━━━━━ Material for this task ━━━━━

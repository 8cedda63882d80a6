//! Quorum write and read behavior across an in-process cluster.

mod common;

use common::TestCluster;
use dynamo_kv::NodeError;
use dynamo_proto::{Context, VectorClock};

#[tokio::test]
async fn test_single_node_put_get() {
    let cluster = TestCluster::new(1, 1, 1);
    let node = cluster.node(0);

    let receipt = node.put("a", Context::default(), b"v1".to_vec()).await.unwrap();
    assert!(receipt.quorum_met());

    let versions = node.get("a").await.unwrap();
    assert_eq!(versions.len(), 1);
    assert_eq!(versions[0].value, b"v1");
}

#[tokio::test]
async fn test_put_replicates_until_write_quorum() {
    let cluster = TestCluster::new(3, 2, 1);

    let receipt = cluster
        .node(0)
        .put("k", Context::default(), b"v".to_vec())
        .await
        .unwrap();
    assert_eq!(receipt.acks, 2);

    // n1 walks its list in order, so n2 got the write and n3 did not.
    assert_eq!(cluster.node(1).s_get("k").await.unwrap().len(), 1);
    assert_eq!(
        cluster.node(2).s_get("k").await,
        Err(NodeError::NotFound("k".into()))
    );
}

#[tokio::test]
async fn test_put_skips_unreachable_peer() {
    let cluster = TestCluster::new(3, 2, 1);
    cluster.partition(1);

    let receipt = cluster
        .node(0)
        .put("k", Context::default(), b"v".to_vec())
        .await
        .unwrap();
    assert_eq!(receipt.acks, 2);
    assert!(cluster.node(2).s_get("k").await.is_ok());
}

#[tokio::test]
async fn test_put_skips_crashed_peer() {
    let cluster = TestCluster::new(3, 3, 1);
    cluster.node(1).crash(60).unwrap();

    let receipt = cluster
        .node(0)
        .put("k", Context::default(), b"v".to_vec())
        .await
        .unwrap();
    assert_eq!(receipt.acks, 2);
    assert!(!receipt.quorum_met());
}

/// A Put whose peers are all gone still succeeds once the local merge is
/// stored. The receipt reports the shortfall; durability is left to gossip.
#[tokio::test]
async fn test_put_succeeds_with_every_peer_down() {
    let cluster = TestCluster::new(3, 3, 1);
    cluster.partition(1);
    cluster.partition(2);

    let receipt = cluster
        .node(0)
        .put("k", Context::default(), b"lonely".to_vec())
        .await
        .unwrap();
    assert_eq!(receipt.acks, 1);
    assert_eq!(receipt.write_quorum, 3);
    assert!(!receipt.quorum_met());
    assert_eq!(cluster.node(0).get("k").await.unwrap()[0].value, b"lonely");

    cluster.heal(1);
    cluster.heal(2);
    cluster.node(0).gossip().await.unwrap();
    assert!(cluster.node(2).s_get("k").await.is_ok());
}

#[tokio::test]
async fn test_get_reads_from_peers() {
    let cluster = TestCluster::new(3, 1, 3);

    cluster
        .node(2)
        .put("k", Context::default(), b"remote".to_vec())
        .await
        .unwrap();

    let versions = cluster.node(0).get("k").await.unwrap();
    assert_eq!(versions.len(), 1);
    assert_eq!(versions[0].value, b"remote");
    assert_eq!(versions[0].context.clock, VectorClock::preset([("n3", 1)]));
}

#[tokio::test]
async fn test_get_stops_at_read_quorum() {
    let cluster = TestCluster::new(3, 1, 2);

    cluster
        .node(1)
        .put("k", Context::default(), b"from-n2".to_vec())
        .await
        .unwrap();
    cluster
        .node(2)
        .put("k", Context::default(), b"from-n3".to_vec())
        .await
        .unwrap();

    // n1 reads itself and n2, then stops.
    let versions = cluster.node(0).get("k").await.unwrap();
    assert_eq!(versions.len(), 1);
    assert_eq!(versions[0].value, b"from-n2");
}

#[tokio::test]
async fn test_get_missing_everywhere() {
    let cluster = TestCluster::new(3, 1, 3);
    assert_eq!(
        cluster.node(0).get("ghost").await,
        Err(NodeError::NotFound("ghost".into()))
    );
}

#[tokio::test]
async fn test_read_modify_write_supersedes_all_versions() {
    let cluster = TestCluster::new(2, 1, 1);
    let (a, b) = (cluster.node(0), cluster.node(1));

    a.put("k", Context::default(), b"v1".to_vec()).await.unwrap();
    b.put("k", Context::default(), b"v2".to_vec()).await.unwrap();
    cluster.gossip_all().await;

    let siblings = a.get("k").await.unwrap();
    assert_eq!(siblings.len(), 2);

    a.put("k", Context::combined(&siblings), b"merged".to_vec())
        .await
        .unwrap();
    a.gossip().await.unwrap();

    for node in &cluster.nodes {
        let versions = node.get("k").await.unwrap();
        assert_eq!(versions.len(), 1);
        assert_eq!(versions[0].value, b"merged");
        assert_eq!(
            versions[0].context.clock,
            VectorClock::preset([("n1", 2), ("n2", 1)])
        );
    }
}

#[tokio::test]
async fn test_stale_put_leaves_store_unchanged() {
    let cluster = TestCluster::new(1, 1, 1);
    let node = cluster.node(0);

    node.put("k", Context::default(), b"first".to_vec()).await.unwrap();
    assert_eq!(
        node.put("k", Context::default(), b"second".to_vec()).await,
        Err(NodeError::StaleVersion)
    );

    let versions = node.get("k").await.unwrap();
    assert_eq!(versions.len(), 1);
    assert_eq!(versions[0].value, b"first");
}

━━━━━

◆ Aim of the exercise ◆
For the string "NotFound", filter the data and copy out each line where it occurs.

◆ Problem solution ◆
        Err(NodeError::NotFound("k".into()))
        Err(NodeError::NotFound("ghost".into()))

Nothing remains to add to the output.